(Records drawn from a dataset)
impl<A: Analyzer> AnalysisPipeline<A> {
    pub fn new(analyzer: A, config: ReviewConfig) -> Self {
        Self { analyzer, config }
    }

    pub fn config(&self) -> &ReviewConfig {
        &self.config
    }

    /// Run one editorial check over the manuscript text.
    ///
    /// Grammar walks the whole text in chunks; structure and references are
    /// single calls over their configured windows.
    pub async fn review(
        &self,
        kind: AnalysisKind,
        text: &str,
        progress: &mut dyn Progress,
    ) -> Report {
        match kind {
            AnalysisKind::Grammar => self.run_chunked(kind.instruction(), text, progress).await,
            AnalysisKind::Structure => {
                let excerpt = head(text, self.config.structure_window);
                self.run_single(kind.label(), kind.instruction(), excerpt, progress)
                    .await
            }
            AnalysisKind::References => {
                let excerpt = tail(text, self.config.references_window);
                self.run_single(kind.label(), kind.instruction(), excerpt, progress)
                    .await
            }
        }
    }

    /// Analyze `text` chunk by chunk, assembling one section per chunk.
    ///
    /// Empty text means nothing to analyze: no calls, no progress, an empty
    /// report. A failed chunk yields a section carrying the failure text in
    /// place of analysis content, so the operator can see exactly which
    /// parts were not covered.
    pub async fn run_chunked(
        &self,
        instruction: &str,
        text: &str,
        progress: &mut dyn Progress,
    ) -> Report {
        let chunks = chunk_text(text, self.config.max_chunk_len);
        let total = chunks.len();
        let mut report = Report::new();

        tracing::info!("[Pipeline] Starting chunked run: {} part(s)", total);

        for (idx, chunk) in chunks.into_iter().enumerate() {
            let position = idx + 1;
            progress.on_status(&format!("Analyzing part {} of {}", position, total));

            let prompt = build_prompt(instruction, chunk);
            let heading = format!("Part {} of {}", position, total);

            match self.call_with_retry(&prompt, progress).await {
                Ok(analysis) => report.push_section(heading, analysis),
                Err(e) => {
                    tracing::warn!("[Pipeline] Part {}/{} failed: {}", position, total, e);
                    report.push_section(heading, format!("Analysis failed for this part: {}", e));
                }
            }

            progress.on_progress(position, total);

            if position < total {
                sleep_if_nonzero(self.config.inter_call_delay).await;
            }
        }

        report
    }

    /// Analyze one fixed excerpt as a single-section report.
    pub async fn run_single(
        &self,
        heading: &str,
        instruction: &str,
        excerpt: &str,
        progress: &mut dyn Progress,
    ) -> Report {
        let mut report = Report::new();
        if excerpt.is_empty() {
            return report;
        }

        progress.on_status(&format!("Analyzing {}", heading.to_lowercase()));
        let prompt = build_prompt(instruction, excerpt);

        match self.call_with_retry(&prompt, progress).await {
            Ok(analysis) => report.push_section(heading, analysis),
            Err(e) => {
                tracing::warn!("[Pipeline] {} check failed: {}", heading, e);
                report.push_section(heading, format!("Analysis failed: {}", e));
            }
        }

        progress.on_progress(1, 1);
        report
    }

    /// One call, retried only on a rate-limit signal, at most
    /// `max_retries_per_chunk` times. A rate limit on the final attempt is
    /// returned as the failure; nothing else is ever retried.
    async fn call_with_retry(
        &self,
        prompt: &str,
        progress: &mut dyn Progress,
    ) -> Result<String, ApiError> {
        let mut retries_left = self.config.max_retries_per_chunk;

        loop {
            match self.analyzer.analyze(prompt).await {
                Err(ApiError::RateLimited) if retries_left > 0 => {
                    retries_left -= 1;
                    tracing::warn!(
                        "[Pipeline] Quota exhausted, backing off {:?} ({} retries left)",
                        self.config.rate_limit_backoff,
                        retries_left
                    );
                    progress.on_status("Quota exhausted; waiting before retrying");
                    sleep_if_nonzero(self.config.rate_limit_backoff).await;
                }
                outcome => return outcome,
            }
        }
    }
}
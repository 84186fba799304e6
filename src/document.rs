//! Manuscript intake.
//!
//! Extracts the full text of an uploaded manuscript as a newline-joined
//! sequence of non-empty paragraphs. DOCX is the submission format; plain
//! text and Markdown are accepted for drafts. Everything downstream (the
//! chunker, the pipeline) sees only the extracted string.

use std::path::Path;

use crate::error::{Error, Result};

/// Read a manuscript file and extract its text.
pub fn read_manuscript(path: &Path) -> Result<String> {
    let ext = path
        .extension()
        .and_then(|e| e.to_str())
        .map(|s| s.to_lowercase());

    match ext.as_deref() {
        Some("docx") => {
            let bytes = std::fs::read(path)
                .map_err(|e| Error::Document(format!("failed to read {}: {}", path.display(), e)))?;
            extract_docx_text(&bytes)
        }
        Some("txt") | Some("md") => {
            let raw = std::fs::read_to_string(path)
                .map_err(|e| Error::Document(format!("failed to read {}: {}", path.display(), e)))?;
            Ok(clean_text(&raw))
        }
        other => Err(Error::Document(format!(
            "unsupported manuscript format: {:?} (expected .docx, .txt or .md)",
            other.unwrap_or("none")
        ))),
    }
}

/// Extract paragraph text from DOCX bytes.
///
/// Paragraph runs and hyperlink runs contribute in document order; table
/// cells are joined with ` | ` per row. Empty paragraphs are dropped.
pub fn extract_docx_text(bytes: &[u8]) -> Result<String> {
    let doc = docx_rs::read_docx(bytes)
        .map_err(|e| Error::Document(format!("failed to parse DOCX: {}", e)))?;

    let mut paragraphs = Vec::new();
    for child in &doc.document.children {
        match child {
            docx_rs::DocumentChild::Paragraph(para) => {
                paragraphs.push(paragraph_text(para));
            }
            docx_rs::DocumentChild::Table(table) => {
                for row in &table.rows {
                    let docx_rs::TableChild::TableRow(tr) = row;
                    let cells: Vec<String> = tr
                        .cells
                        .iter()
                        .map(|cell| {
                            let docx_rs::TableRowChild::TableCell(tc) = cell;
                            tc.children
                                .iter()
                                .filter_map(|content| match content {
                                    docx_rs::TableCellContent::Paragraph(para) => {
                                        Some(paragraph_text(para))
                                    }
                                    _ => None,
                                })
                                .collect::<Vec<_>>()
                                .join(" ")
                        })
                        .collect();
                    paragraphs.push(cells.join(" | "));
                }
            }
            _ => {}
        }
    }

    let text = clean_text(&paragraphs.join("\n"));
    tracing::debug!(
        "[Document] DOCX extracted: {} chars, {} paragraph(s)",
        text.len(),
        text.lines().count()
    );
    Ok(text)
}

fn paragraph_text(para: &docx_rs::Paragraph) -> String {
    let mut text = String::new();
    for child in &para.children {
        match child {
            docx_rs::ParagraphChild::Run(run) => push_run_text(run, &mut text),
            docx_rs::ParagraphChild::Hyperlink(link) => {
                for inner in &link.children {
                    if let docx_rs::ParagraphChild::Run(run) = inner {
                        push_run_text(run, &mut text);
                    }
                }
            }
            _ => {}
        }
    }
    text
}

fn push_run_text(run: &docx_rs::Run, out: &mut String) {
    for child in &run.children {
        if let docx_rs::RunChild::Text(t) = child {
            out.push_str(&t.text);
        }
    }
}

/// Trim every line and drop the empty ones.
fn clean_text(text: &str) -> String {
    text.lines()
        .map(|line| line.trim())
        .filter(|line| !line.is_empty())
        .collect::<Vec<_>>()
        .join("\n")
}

-- Task goal --
Return word for word the lines above from the line with "is ever retried." to the line with "retries_left -= 1;", including both and leaving out all others.

-- Answer to this exercise --
    /// returned as the failure; nothing else is ever retried.
    async fn call_with_retry(
        &self,
        prompt: &str,
        progress: &mut dyn Progress,
    ) -> Result<String, ApiError> {
        let mut retries_left = self.config.max_retries_per_chunk;

        loop {
            match self.analyzer.analyze(prompt).await {
                Err(ApiError::RateLimited) if retries_left > 0 => {
                    retries_left -= 1;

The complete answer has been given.